DATA IN THIS EXERCISE: Begin

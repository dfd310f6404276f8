use crate::state::AppState;
use axum::Router;

mod claims;
pub mod dto;
pub mod error;
pub(crate) mod extractors;
pub mod handlers;
pub mod jwt;
pub mod password;
pub mod repo;
pub mod repo_types;
pub mod services;

pub fn router() -> Router<AppState> {
    Router::new()
        .merge(handlers::auth_routes())
        .merge(handlers::user_routes())
}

DATA IN THIS EXERCISE: End

PROBLEM TO WORK ON |
Could you work out how many lines above contain the string "Router"? Answer with the number only.

RESPONSE BOX |
3